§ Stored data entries
++++++++++++++++++++
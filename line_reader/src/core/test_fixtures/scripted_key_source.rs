// Copyright (c) 2025 R3BL LLC. Licensed under Apache License, Version 2.0.

use std::{collections::VecDeque, io, time::Duration};

use crate::{KeyPress, KeySource, ReadKey};

/// One step of a [`ScriptedKeySource`] script.
#[derive(Clone, Copy, Debug, PartialEq, Eq)]
pub enum ScriptedInput {
    Key(KeyPress),
    /// The user stops typing. A read with a timeout returns [`ReadKey::Timeout`]; a
    /// blocking read skips over it.
    Pause,
}

/// Replays a fixed sequence of keys, then reports end of input. Reads never sleep, so
/// ambiguous-prefix timeouts are modeled with [`ScriptedInput::Pause`].
#[derive(Clone, Debug, Default)]
pub struct ScriptedKeySource {
    script: VecDeque<ScriptedInput>,
    width: Option<u16>,
}

impl ScriptedKeySource {
    #[must_use]
    pub fn new(script: Vec<ScriptedInput>) -> Self {
        Self {
            script: script.into(),
            width: None,
        }
    }

    /// Each char of `text` as a key press. Control chars become ctrl keys.
    #[must_use]
    pub fn from_text(text: &str) -> Self {
        Self::new(text.chars().map(|ch| ScriptedInput::Key(KeyPress::ch(ch))).collect())
    }

    #[must_use]
    pub fn from_keys(keys: &[KeyPress]) -> Self {
        Self::new(keys.iter().copied().map(ScriptedInput::Key).collect())
    }

    #[must_use]
    pub fn with_width(mut self, width: u16) -> Self {
        self.width = Some(width);
        self
    }

    pub fn push_text(&mut self, text: &str) {
        self.script
            .extend(text.chars().map(|ch| ScriptedInput::Key(KeyPress::ch(ch))));
    }

    pub fn push_key(&mut self, key: KeyPress) { self.script.push_back(ScriptedInput::Key(key)); }

    pub fn push_pause(&mut self) { self.script.push_back(ScriptedInput::Pause); }

    #[must_use]
    pub fn remaining(&self) -> usize { self.script.len() }
}

impl KeySource for ScriptedKeySource {
    fn read_key(&mut self, timeout: Option<Duration>) -> io::Result<ReadKey> {
        while let Some(step) = self.script.pop_front() {
            match step {
                ScriptedInput::Key(key) => return Ok(ReadKey::Key(key)),
                ScriptedInput::Pause if timeout.is_some() => return Ok(ReadKey::Timeout),
                ScriptedInput::Pause => continue,
            }
        }
        Ok(ReadKey::EndOfInput)
    }

    fn terminal_width(&self) -> Option<u16> { self.width }
}

#[cfg(test)]
mod tests {
    use super::*;
    use pretty_assertions::assert_eq;

    #[test]
    fn test_pause_only_matters_for_timed_reads() -> io::Result<()> {
        let mut source = ScriptedKeySource::from_text("a");
        source.push_pause();
        source.push_text("b");
        source.push_pause();
        source.push_text("c");

        assert_eq!(source.read_key(None)?, ReadKey::Key(KeyPress::ch('a')));
        assert_eq!(source.read_key(None)?, ReadKey::Key(KeyPress::ch('b')));
        let timeout = Some(Duration::from_millis(10));
        assert_eq!(source.read_key(timeout)?, ReadKey::Timeout);
        assert_eq!(source.read_key(timeout)?, ReadKey::Key(KeyPress::ch('c')));
        assert_eq!(source.read_key(timeout)?, ReadKey::EndOfInput);
        Ok(())
    }
}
++++++++++++++++++++
§ WHAT YOU NEED TO DO
Give back exactly the lines from the one containing "#[cfg(test)]" through the last line of the records.

§ ANSWER BOX
#[cfg(test)]
mod tests {
    use super::*;
    use pretty_assertions::assert_eq;

    #[test]
    fn test_pause_only_matters_for_timed_reads() -> io::Result<()> {
        let mut source = ScriptedKeySource::from_text("a");
        source.push_pause();
        source.push_text("b");
        source.push_pause();
        source.push_text("c");

        assert_eq!(source.read_key(None)?, ReadKey::Key(KeyPress::ch('a')));
        assert_eq!(source.read_key(None)?, ReadKey::Key(KeyPress::ch('b')));
        let timeout = Some(Duration::from_millis(10));
        assert_eq!(source.read_key(timeout)?, ReadKey::Timeout);
        assert_eq!(source.read_key(timeout)?, ReadKey::Key(KeyPress::ch('c')));
        assert_eq!(source.read_key(timeout)?, ReadKey::EndOfInput);
        Ok(())
    }
}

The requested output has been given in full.